Cucumber with holes : What causes holes in cucumbers

There is nothing more disappointing than cucumbers with holes in them. Picking a cucumber with a hole in it is a fairly common problem. What causes holes in cucumber fruit and how can they be avoided? Read on to find out.

What causes holes in cucumbers?

Some cucumbers are almost hollow inside, which is usually due to insufficient irrigation or lack of water. However, a cucumber with holes that screen it is most likely due to some kind of insect.

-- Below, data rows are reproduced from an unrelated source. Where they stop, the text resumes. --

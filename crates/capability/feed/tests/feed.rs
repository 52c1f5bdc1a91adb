use api_contract::SnapshotQueryParams;
use async_trait::async_trait;
use domain::{
    BoundingBox, ConnectionState, Coordinates, EventAttributes, FeedKind, ManualClock, PointEvent,
    SpatialFilter, StrikeAttributes, VesselAttributes,
};
use pantalla_feed::{Feed, FeedError, FeedParts, FeedQuery};
use pantalla_ingest::{AisDecoder, Backoff, Connection, EventSource, IngestError, LightningDecoder};
use serde_json::Value;
use std::sync::Arc;
use std::sync::atomic::{AtomicUsize, Ordering};
use std::time::Duration;

const T0: i64 = 1_700_000_000_000;

/// 建连永远挂起的采集源，只统计建连次数。
#[derive(Default)]
struct PendingSource {
    connects: AtomicUsize,
}

#[async_trait]
impl EventSource for PendingSource {
    fn endpoint(&self) -> String {
        "pending://test".to_string()
    }

    async fn connect(&self) -> Result<Box<dyn Connection>, IngestError> {
        self.connects.fetch_add(1, Ordering::SeqCst);
        std::future::pending().await
    }
}

fn ships_feed(source: Arc<PendingSource>, clock: Arc<ManualClock>, enabled: bool) -> Feed {
    Feed::new(FeedParts {
        kind: FeedKind::Ships,
        source,
        decoder: Arc::new(AisDecoder),
        defaults: FeedQuery {
            enabled,
            ttl_seconds: 120,
            max_points: 10,
            filter: Some(SpatialFilter::BoundingBox(
                BoundingBox::new(-1.0, 38.0, 1.5, 41.0).unwrap(),
            )),
        },
        retention_ms: 120_000,
        backoff: Backoff::new(Duration::from_millis(10), Duration::from_millis(40)),
        clock,
    })
}

fn storms_feed(source: Arc<PendingSource>, clock: Arc<ManualClock>) -> Feed {
    Feed::new(FeedParts {
        kind: FeedKind::Storms,
        source,
        decoder: Arc::new(LightningDecoder),
        defaults: FeedQuery {
            enabled: true,
            ttl_seconds: 600,
            max_points: 100,
            filter: Some(SpatialFilter::Radius {
                center: Coordinates::new(-0.37, 39.47).unwrap(),
                radius_km: 80.0,
            }),
        },
        retention_ms: 600_000,
        backoff: Backoff::default(),
        clock,
    })
}

fn vessel(mmsi: &str, lon: f64, lat: f64, ts: i64, name: Option<&str>) -> PointEvent {
    PointEvent::keyed(
        mmsi,
        Coordinates::new(lon, lat).unwrap(),
        ts,
        EventAttributes::Vessel(VesselAttributes {
            name: name.map(str::to_string),
            sog: 12.5,
            cog: 90.0,
            heading: None,
        }),
    )
}

fn strike(lon: f64, lat: f64, ts: i64) -> PointEvent {
    PointEvent::keyless(
        Coordinates::new(lon, lat).unwrap(),
        ts,
        EventAttributes::Strike(StrikeAttributes {
            amplitude: -12.0,
            station_count: 7,
        }),
    )
}

#[tokio::test]
async fn disabled_feed_returns_empty_without_connecting() {
    let source = Arc::new(PendingSource::default());
    let clock = Arc::new(ManualClock::new(T0));
    let feed = ships_feed(source.clone(), clock, false);
    feed.store().write(vessel("1", 0.0, 39.0, T0, None));

    let collection = feed.get_snapshot(feed.defaults()).unwrap();

    assert!(collection.is_empty());
    assert_eq!(feed.supervisor().state(), ConnectionState::Idle);
    tokio::time::sleep(Duration::from_millis(20)).await;
    assert_eq!(source.connects.load(Ordering::SeqCst), 0);
}

#[tokio::test]
async fn snapshot_starts_ingestion_without_waiting() {
    let source = Arc::new(PendingSource::default());
    let clock = Arc::new(ManualClock::new(T0));
    let feed = ships_feed(source.clone(), clock, true);

    let collection = feed.get_snapshot(feed.defaults()).unwrap();
    assert!(collection.is_empty());
    assert!(feed.supervisor().state().is_active());

    feed.get_snapshot(feed.defaults()).unwrap();
    tokio::time::sleep(Duration::from_millis(20)).await;
    assert_eq!(source.connects.load(Ordering::SeqCst), 1);

    feed.shutdown().await;
    assert_eq!(feed.supervisor().state(), ConnectionState::Idle);
}

#[tokio::test]
async fn moving_vessel_yields_single_latest_feature() {
    let clock = Arc::new(ManualClock::new(T0));
    let feed = ships_feed(Arc::new(PendingSource::default()), clock.clone(), true);
    feed.store().write(vessel("224000001", 0.0, 39.0, T0, Some("ALBA")));
    feed.store().write(vessel("224000001", 0.1, 39.0, T0 + 1_000, Some("ALBA")));
    feed.store().write(vessel("224000001", 0.2, 39.0, T0 + 2_000, Some("ALBA")));
    clock.set_ms(T0 + 3_000);

    let collection = feed.get_snapshot(feed.defaults()).unwrap();

    assert_eq!(collection.len(), 1);
    let body = serde_json::to_value(&collection).unwrap();
    assert_eq!(body["type"], "FeatureCollection");
    let feature = &body["features"][0];
    assert_eq!(feature["geometry"]["coordinates"], serde_json::json!([0.2, 39.0]));
    assert_eq!(feature["properties"]["mmsi"], "224000001");
    assert_eq!(feature["properties"]["name"], "ALBA");
    assert_eq!(feature["properties"]["ts"], T0 + 2_000);
    assert_eq!(feature["properties"]["heading"], Value::Null);
    feed.shutdown().await;
}

#[tokio::test]
async fn unnamed_vessel_is_reported_as_unknown() {
    let clock = Arc::new(ManualClock::new(T0));
    let feed = ships_feed(Arc::new(PendingSource::default()), clock, true);
    feed.store().write(vessel("7", 0.5, 39.5, T0, None));

    let body = serde_json::to_value(feed.get_snapshot(feed.defaults()).unwrap()).unwrap();

    assert_eq!(body["features"][0]["properties"]["name"], "Unknown");
    feed.shutdown().await;
}

#[tokio::test]
async fn stale_and_out_of_bounds_vessels_are_excluded() {
    let clock = Arc::new(ManualClock::new(T0));
    let feed = ships_feed(Arc::new(PendingSource::default()), clock.clone(), true);
    feed.store().write(vessel("1", 0.0, 39.0, T0, None));
    feed.store().write(vessel("2", 10.0, 50.0, T0 + 100_000, None));
    feed.store().write(vessel("3", 0.3, 39.3, T0 + 100_000, None));
    clock.set_ms(T0 + 121_000);

    let body = serde_json::to_value(feed.get_snapshot(feed.defaults()).unwrap()).unwrap();

    let features = body["features"].as_array().unwrap();
    assert_eq!(features.len(), 1);
    assert_eq!(features[0]["properties"]["mmsi"], "3");
    feed.shutdown().await;
}

#[tokio::test]
async fn query_overrides_replace_defaults() {
    let clock = Arc::new(ManualClock::new(T0));
    let feed = ships_feed(Arc::new(PendingSource::default()), clock.clone(), true);
    for index in 0..5 {
        feed.store()
            .write(vessel(&index.to_string(), 0.1 * index as f64, 39.0, T0, None));
    }
    clock.set_ms(T0 + 1_000);

    let capped = feed
        .snapshot_with(&SnapshotQueryParams {
            max_points: Some(2),
            ..Default::default()
        })
        .unwrap();
    assert_eq!(capped.len(), 2);

    let narrowed = feed
        .snapshot_with(&SnapshotQueryParams {
            bbox: Some("0.15,38.5,0.45,39.5".to_string()),
            ..Default::default()
        })
        .unwrap();
    assert_eq!(narrowed.len(), 2);

    let boundary = SnapshotQueryParams {
        ttl_seconds: Some(1),
        ..Default::default()
    };
    assert_eq!(feed.snapshot_with(&boundary).unwrap().len(), 5);
    clock.set_ms(T0 + 1_001);
    assert!(feed.snapshot_with(&boundary).unwrap().is_empty());
    feed.shutdown().await;
}

#[tokio::test]
async fn max_points_override_cannot_exceed_configured_cap() {
    let clock = Arc::new(ManualClock::new(T0));
    let feed = ships_feed(Arc::new(PendingSource::default()), clock.clone(), true);
    for index in 0..15 {
        feed.store()
            .write(vessel(&index.to_string(), 0.05 * index as f64, 39.0, T0, None));
    }
    clock.set_ms(T0 + 1_000);

    let collection = feed
        .snapshot_with(&SnapshotQueryParams {
            max_points: Some(1_000),
            ..Default::default()
        })
        .unwrap();
    assert_eq!(collection.len(), feed.defaults().max_points);
    feed.shutdown().await;
}

#[tokio::test]
async fn invalid_query_is_rejected() {
    let feed = ships_feed(
        Arc::new(PendingSource::default()),
        Arc::new(ManualClock::new(T0)),
        true,
    );

    for params in [
        SnapshotQueryParams {
            ttl_seconds: Some(0),
            ..Default::default()
        },
        SnapshotQueryParams {
            max_points: Some(0),
            ..Default::default()
        },
        SnapshotQueryParams {
            bbox: Some("1,2,3".to_string()),
            ..Default::default()
        },
        SnapshotQueryParams {
            bbox: Some("2,40,1,39".to_string()),
            ..Default::default()
        },
    ] {
        let err = feed.snapshot_with(&params).unwrap_err();
        assert!(matches!(err, FeedError::InvalidQuery(_)));
    }
    assert_eq!(feed.supervisor().state(), ConnectionState::Idle);
}

#[tokio::test]
async fn storm_feed_applies_radius_and_retention() {
    let clock = Arc::new(ManualClock::new(T0));
    let feed = storms_feed(Arc::new(PendingSource::default()), clock.clone());
    for _ in 0..5 {
        feed.store().write(strike(-0.40, 39.50, T0));
    }
    clock.advance_ms(601_000);
    feed.store().write(strike(-0.30, 39.40, T0 + 601_000));
    feed.store().write(strike(2.0, 41.0, T0 + 601_000));

    let body = serde_json::to_value(feed.get_snapshot(feed.defaults()).unwrap()).unwrap();

    let features = body["features"].as_array().unwrap();
    assert_eq!(features.len(), 1);
    assert_eq!(features[0]["geometry"]["coordinates"], serde_json::json!([-0.3, 39.4]));
    assert_eq!(features[0]["properties"]["station_count"], 7);
    assert_eq!(features[0]["properties"]["ts"], T0 + 601_000);
    feed.shutdown().await;
}

#[tokio::test]
async fn health_reports_state_and_count() {
    let clock = Arc::new(ManualClock::new(T0));
    let feed = ships_feed(Arc::new(PendingSource::default()), clock, true);
    feed.store().write(vessel("1", 0.0, 39.0, T0, None));

    let idle = feed.health();
    assert_eq!(idle.feed, "ships");
    assert_eq!(idle.state, "idle");
    assert_eq!(idle.count, 1);

    feed.get_snapshot(feed.defaults()).unwrap();
    assert_eq!(feed.health().state, "connecting");
    feed.shutdown().await;
}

In my region, the Pacific Northwest, the most likely culprit for cucumber holes is perhaps the slug. These guys will eat almost anything and will poke holes in green, ripe fruit. However, spraying a little slug bait around the plants will probably keep them away from your cucumber plants.

Cucumber beetles

As their name suggests, cucumber beetles can be very harmful not only to cucumbers but also to other cucurbits such as melons, pumpkins and squash. Cucumber beetles have no preference and they destroy all parts of the plant, from the foliage to the flowers and fruit. They are found throughout the growing season (June-September), but they are more likely to cause scars than holes in the cucumber.

In addition, the cucumber beetle transmits cucumber bacterial wilt. Bacterial wilt overwinters in the intestines of the parasites and then spreads from plant to plant as the beetle feeds. Some new varieties of cucurbits are resistant to this disease.

There are several types of cucumber beetles. The cucumber beetle is yellowish green, with 11 black dots on its back and a black head with black antennae. The yellow striped cucumber beetle is 15 inches long, with three black stripes on the upper wings. Finally, the striped cucumber beetle has yellowish green stripes on its wings.

Collecting these pests by hand is time consuming but effective. Otherwise, the use of cloth row covers provides an effective barrier between the pests and the plants. Keep the garden free of weeds so the beetles have fewer places to hide. There are also predatory insects that can help eradicate beetles. An application of Neem oil or Pyrethrin can eradicate pests, as well as a number of chemical pesticides.


Finally, gherkins can be the cause of cucumbers with holes. Gherkins attack most cucurbits – cucumbers, melons, pumpkins and summer squash can be severely damaged by the voracious appetite of gherkins. Gherkins are not fussy and pass not only through the fruit, but also through the flowers, buds and stems. Damaged fruit is not edible.

In warm regions, gherkin worms overwinter, while in colder regions, the parasites freeze over the winter. They go through a complete cycle of egg, larva, pupa and adult. The eggs are irregularly shaped and resemble grains of sand. They are laid in small batches on leaves and hatch in three to four days.

The resulting larvae feed on the shoots, flowers and tender foliage before moving into the fruit. These brown-headed caterpillars shed their skin four times. During the last moult, the caterpillar loses its reddish-brown spots and becomes completely green or coppery. It then stops feeding and transforms a cocoon into a nymph. The nymphs are usually found on a coiled or twisted leaf and emerge as adults in seven to ten days as brownish yellow moths with a hint of purple.

Choose early maturing varieties and plant as early as possible before the pickle population explodes. Another way to control populations is to destroy any damaged fruit and crush any curled sections of leaves containing pupae. Less toxic or natural controls include Bacillus thuringiensis, pyrethrin, Neem oil extract and Spinosad, as well as other chemical pesticides.